Problem to work on
Line by line, check the data for the string "Result" and state how many lines have it, nothing more.

::::

use std::collections::HashMap;
use std::sync::{Mutex, MutexGuard};
use std::time::Duration;
use tokio::time::Instant;

use crate::config::CacheConfig;
use crate::normalizer::CanonicalKey;
use crate::species::{LookupError, SpeciesSource};
use crate::types::SpeciesRecord;

#[derive(Debug, Clone)]
struct CacheEntry {
    record: SpeciesRecord,
    inserted_at: Instant,
    last_used: u64,
}

#[derive(Debug, Default)]
struct CacheState {
    entries: HashMap<CanonicalKey, CacheEntry>,
    tick: u64,
}

/// TTL cache in front of a [`SpeciesSource`].
///
/// Entries are fresh for `ttl` after insertion. A stale entry is replaced
/// wholesale by the next successful fetch. Failed lookups are never stored.
///
/// The map sits behind a mutex that is never held across an `.await`, so
/// the cache can be shared between tasks. Two concurrent misses for the
/// same key may both reach the source; the later insert wins.
///
/// With a capacity set, inserting a new key into a full cache first drops
/// stale entries and then the least recently used one.
pub struct SpeciesCache<S> {
    source: S,
    ttl: Duration,
    capacity: Option<usize>,
    state: Mutex<CacheState>,
}

impl<S> std::fmt::Debug for SpeciesCache<S> {
    fn fmt(&self, f: &mut std::fmt::Formatter<'_>) -> std::fmt::Result {
        f.debug_struct("SpeciesCache")
            .field("ttl", &self.ttl)
            .field("capacity", &self.capacity)
            .field("len", &self.len())
            .finish()
    }
}

impl<S: SpeciesSource> SpeciesCache<S> {
    pub fn new(source: S, config: &CacheConfig) -> Self {
        Self {
            source,
            ttl: config.ttl,
            capacity: config.capacity.filter(|c| *c > 0),
            state: Mutex::new(CacheState::default()),
        }
    }

    /// Return the cached record for `key` if still fresh, otherwise fetch it
    /// from the source, store it, and return it.
    pub async fn get_or_fetch(&self, key: &CanonicalKey) -> Result<SpeciesRecord, LookupError> {
        if let Some(record) = self.get_fresh(key) {
            tracing::debug!(%key, "species cache hit");
            return Ok(record);
        }

        tracing::debug!(%key, "species cache miss");
        let record = self.source.fetch(key).await?;
        self.insert(key.clone(), record.clone());
        Ok(record)
    }
}

impl<S> SpeciesCache<S> {
    /// Fresh cached record for `key`, without touching the source.
    pub fn get_fresh(&self, key: &CanonicalKey) -> Option<SpeciesRecord> {
        let mut state = self.lock();
        state.tick += 1;
        let tick = state.tick;
        let ttl = self.ttl;

        let entry = state.entries.get_mut(key)?;
        if entry.inserted_at.elapsed() >= ttl {
            return None;
        }
        entry.last_used = tick;
        Some(entry.record.clone())
    }

    fn insert(&self, key: CanonicalKey, record: SpeciesRecord) {
        let mut state = self.lock();
        state.tick += 1;
        let now = Instant::now();

        if let Some(capacity) = self.capacity {
            if !state.entries.contains_key(&key) && state.entries.len() >= capacity {
                let ttl = self.ttl;
                state
                    .entries
                    .retain(|_, e| now.duration_since(e.inserted_at) < ttl);

                if state.entries.len() >= capacity {
                    let oldest = state
                        .entries
                        .iter()
                        .min_by_key(|(_, e)| e.last_used)
                        .map(|(k, _)| k.clone());
                    if let Some(oldest) = oldest {
                        tracing::debug!(key = %oldest, "evicting least recently used species");
                        state.entries.remove(&oldest);
                    }
                }
            }
        }

        let entry = CacheEntry {
            record,
            inserted_at: now,
            last_used: state.tick,
        };
        state.entries.insert(key, entry);
    }

    /// Number of stored entries, stale ones included.
    pub fn len(&self) -> usize {
        self.lock().entries.len()
    }

    pub fn is_empty(&self) -> bool {
        self.len() == 0
    }

    /// Drop every entry.
    pub fn clear(&self) {
        self.lock().entries.clear();
    }

    pub fn ttl(&self) -> Duration {
        self.ttl
    }

    pub fn capacity(&self) -> Option<usize> {
        self.capacity
    }

    /// The wrapped source.
    pub fn source(&self) -> &S {
        &self.source
    }

    // Every mutation is a single HashMap call; a poisoned map is still consistent.
    fn lock(&self) -> MutexGuard<'_, CacheState> {
        self.state.lock().unwrap_or_else(|e| e.into_inner())
    }
}

#[cfg(test)]
mod tests {
    use super::*;
    use std::sync::atomic::{AtomicUsize, Ordering};
    use std::sync::Arc;

    #[derive(Default)]
    struct CountingSource {
        calls: AtomicUsize,
    }

    impl CountingSource {
        fn calls(&self) -> usize {
            self.calls.load(Ordering::SeqCst)
        }
    }

    impl SpeciesSource for CountingSource {
        async fn fetch(&self, key: &CanonicalKey) -> Result<SpeciesRecord, LookupError> {
            let n = self.calls.fetch_add(1, Ordering::SeqCst) + 1;
            tokio::task::yield_now().await;
            if key.as_str() == "missingno" {
                return Err(LookupError::NotFound(key.to_string()));
            }
            Ok(SpeciesRecord {
                name: key.to_string(),
                types: vec![],
                abilities: vec![],
                height: 1,
                weight: n as u32,
                sprite: None,
                stats: vec![],
            })
        }
    }

    fn key(s: &str) -> CanonicalKey {
        CanonicalKey::parse(s).unwrap()
    }

    fn cache(ttl_secs: u64, capacity: Option<usize>) -> SpeciesCache<CountingSource> {
        let config = CacheConfig {
            ttl: Duration::from_secs(ttl_secs),
            capacity,
        };
        SpeciesCache::new(CountingSource::default(), &config)
    }

    #[tokio::test(start_paused = true)]
    async fn miss_fetches_once_and_stores() {
        let cache = cache(3600, None);
        let record = cache.get_or_fetch(&key("pikachu")).await.unwrap();

        assert_eq!(record.name, "pikachu");
        assert_eq!(cache.source().calls(), 1);
        assert_eq!(cache.len(), 1);
        assert_eq!(cache.get_fresh(&key("pikachu")), Some(record));
    }

    #[tokio::test(start_paused = true)]
    async fn fresh_hit_skips_source() {
        let cache = cache(3600, None);
        let first = cache.get_or_fetch(&key("pikachu")).await.unwrap();
        tokio::time::advance(Duration::from_secs(3599)).await;
        let second = cache.get_or_fetch(&key("pikachu")).await.unwrap();

        assert_eq!(cache.source().calls(), 1);
        assert_eq!(first, second);
    }

    #[tokio::test(start_paused = true)]
    async fn stale_entry_is_refetched_and_replaced() {
        let cache = cache(3600, None);
        let first = cache.get_or_fetch(&key("pikachu")).await.unwrap();
        tokio::time::advance(Duration::from_secs(3601)).await;
        let second = cache.get_or_fetch(&key("pikachu")).await.unwrap();

        assert_eq!(cache.source().calls(), 2);
        assert_eq!(cache.len(), 1);
        // The source stamps weight with its call count.
        assert_eq!(first.weight, 1);
        assert_eq!(second.weight, 2);
        assert_eq!(cache.get_fresh(&key("pikachu")).unwrap().weight, 2);
    }

    #[tokio::test(start_paused = true)]
    async fn entry_expires_exactly_at_ttl() {
        let cache = cache(10, None);
        cache.get_or_fetch(&key("eevee")).await.unwrap();
        tokio::time::advance(Duration::from_secs(10)).await;
        assert!(cache.get_fresh(&key("eevee")).is_none());
    }

    #[tokio::test(start_paused = true)]
    async fn failures_are_not_cached() {
        let cache = cache(3600, None);
        assert!(cache.get_or_fetch(&key("missingno")).await.is_err());
        assert!(cache.get_or_fetch(&key("missingno")).await.is_err());

        assert_eq!(cache.source().calls(), 2);
        assert!(cache.is_empty());
    }

    #[tokio::test(start_paused = true)]
    async fn capacity_evicts_least_recently_used() {
        let cache = cache(3600, Some(2));
        cache.get_or_fetch(&key("bulbasaur")).await.unwrap();
        cache.get_or_fetch(&key("charmander")).await.unwrap();
        // Touch bulbasaur so charmander becomes the LRU entry.
        cache.get_or_fetch(&key("bulbasaur")).await.unwrap();
        cache.get_or_fetch(&key("squirtle")).await.unwrap();

        assert_eq!(cache.len(), 2);
        assert!(cache.get_fresh(&key("bulbasaur")).is_some());
        assert!(cache.get_fresh(&key("squirtle")).is_some());
        assert!(cache.get_fresh(&key("charmander")).is_none());
    }

    #[tokio::test(start_paused = true)]
    async fn capacity_prefers_dropping_stale_entries() {
        let cache = cache(60, Some(2));
        cache.get_or_fetch(&key("bulbasaur")).await.unwrap();
        tokio::time::advance(Duration::from_secs(61)).await;
        cache.get_or_fetch(&key("charmander")).await.unwrap();
        cache.get_or_fetch(&key("charmander")).await.unwrap();
        cache.get_or_fetch(&key("squirtle")).await.unwrap();

        assert_eq!(cache.len(), 2);
        assert!(cache.get_fresh(&key("charmander")).is_some());
        assert!(cache.get_fresh(&key("squirtle")).is_some());
    }

    #[tokio::test(start_paused = true)]
    async fn refetch_of_existing_key_does_not_evict() {
        let cache = cache(60, Some(2));
        cache.get_or_fetch(&key("bulbasaur")).await.unwrap();
        cache.get_or_fetch(&key("charmander")).await.unwrap();
        tokio::time::advance(Duration::from_secs(61)).await;
        cache.get_or_fetch(&key("bulbasaur")).await.unwrap();

        assert_eq!(cache.len(), 2);
    }

    #[tokio::test(start_paused = true)]
    async fn unbounded_cache_keeps_everything() {
        let cache = cache(3600, None);
        for name in ["a", "b", "c", "d", "e"] {
            cache.get_or_fetch(&key(name)).await.unwrap();
        }
        assert_eq!(cache.len(), 5);
        assert_eq!(cache.capacity(), None);

        cache.clear();
        assert!(cache.is_empty());
    }

    #[tokio::test(flavor = "multi_thread", worker_threads = 4)]
    async fn concurrent_misses_share_one_entry() {
        const TASKS: usize = 8;
        let cache = Arc::new(cache(3600, None));

        let handles: Vec<_> = (0..TASKS)
            .map(|_| {
                let cache = Arc::clone(&cache);
                tokio::spawn(async move { cache.get_or_fetch(&key("pikachu")).await })
            })
            .collect();

        for handle in handles {
            let record = handle.await.unwrap().unwrap();
            assert_eq!(record.name, "pikachu");
        }

        assert_eq!(cache.len(), 1);
        let calls = cache.source().calls();
        assert!((1..=TASKS).contains(&calls), "unexpected fetch count {calls}");

        // Whichever insert landed last is what later readers see.
        let stored = cache.get_fresh(&key("pikachu")).unwrap();
        assert!((1..=TASKS as u32).contains(&stored.weight));
        assert_eq!(cache.source().calls(), calls);
    }
}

::::

Exercise output
3